EXERCISE OBJECTIVE> For every record below, write out an exact copy.

☆ ☆ ☆

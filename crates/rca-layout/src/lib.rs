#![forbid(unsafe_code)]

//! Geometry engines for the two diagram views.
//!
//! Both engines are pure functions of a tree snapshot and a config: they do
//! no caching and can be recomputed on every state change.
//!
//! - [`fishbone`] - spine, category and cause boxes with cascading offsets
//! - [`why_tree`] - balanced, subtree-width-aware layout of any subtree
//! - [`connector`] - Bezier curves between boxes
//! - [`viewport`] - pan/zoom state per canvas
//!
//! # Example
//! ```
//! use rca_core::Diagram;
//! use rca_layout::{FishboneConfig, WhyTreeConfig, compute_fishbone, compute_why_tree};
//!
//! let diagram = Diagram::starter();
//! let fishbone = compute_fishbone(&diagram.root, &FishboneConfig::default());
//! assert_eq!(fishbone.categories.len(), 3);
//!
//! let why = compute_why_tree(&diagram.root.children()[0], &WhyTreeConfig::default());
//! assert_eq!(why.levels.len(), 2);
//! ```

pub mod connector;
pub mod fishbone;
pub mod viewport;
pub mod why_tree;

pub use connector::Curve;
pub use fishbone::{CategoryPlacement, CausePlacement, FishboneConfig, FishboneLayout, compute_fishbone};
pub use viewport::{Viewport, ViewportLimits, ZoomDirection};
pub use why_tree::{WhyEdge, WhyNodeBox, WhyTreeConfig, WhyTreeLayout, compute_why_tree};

☆ ☆ ☆

TASK OUTPUT>
filename crates/rca-layout/src/lib.rs
#![forbid(unsafe_code)]

//! Geometry engines for the two diagram views.
//!
//! Both engines are pure functions of a tree snapshot and a config: they do
//! no caching and can be recomputed on every state change.
//!
//! - [`fishbone`] - spine, category and cause boxes with cascading offsets
//! - [`why_tree`] - balanced, subtree-width-aware layout of any subtree
//! - [`connector`] - Bezier curves between boxes
//! - [`viewport`] - pan/zoom state per canvas
//!
//! # Example
//! ```
//! use rca_core::Diagram;
//! use rca_layout::{FishboneConfig, WhyTreeConfig, compute_fishbone, compute_why_tree};
//!
//! let diagram = Diagram::starter();
//! let fishbone = compute_fishbone(&diagram.root, &FishboneConfig::default());
//! assert_eq!(fishbone.categories.len(), 3);
//!
//! let why = compute_why_tree(&diagram.root.children()[0], &WhyTreeConfig::default());
//! assert_eq!(why.levels.len(), 2);
//! ```

pub mod connector;
pub mod fishbone;
pub mod viewport;
pub mod why_tree;

pub use connector::Curve;
pub use fishbone::{CategoryPlacement, CausePlacement, FishboneConfig, FishboneLayout, compute_fishbone};
pub use viewport::{Viewport, ViewportLimits, ZoomDirection};
pub use why_tree::{WhyEdge, WhyNodeBox, WhyTreeConfig, WhyTreeLayout, compute_why_tree};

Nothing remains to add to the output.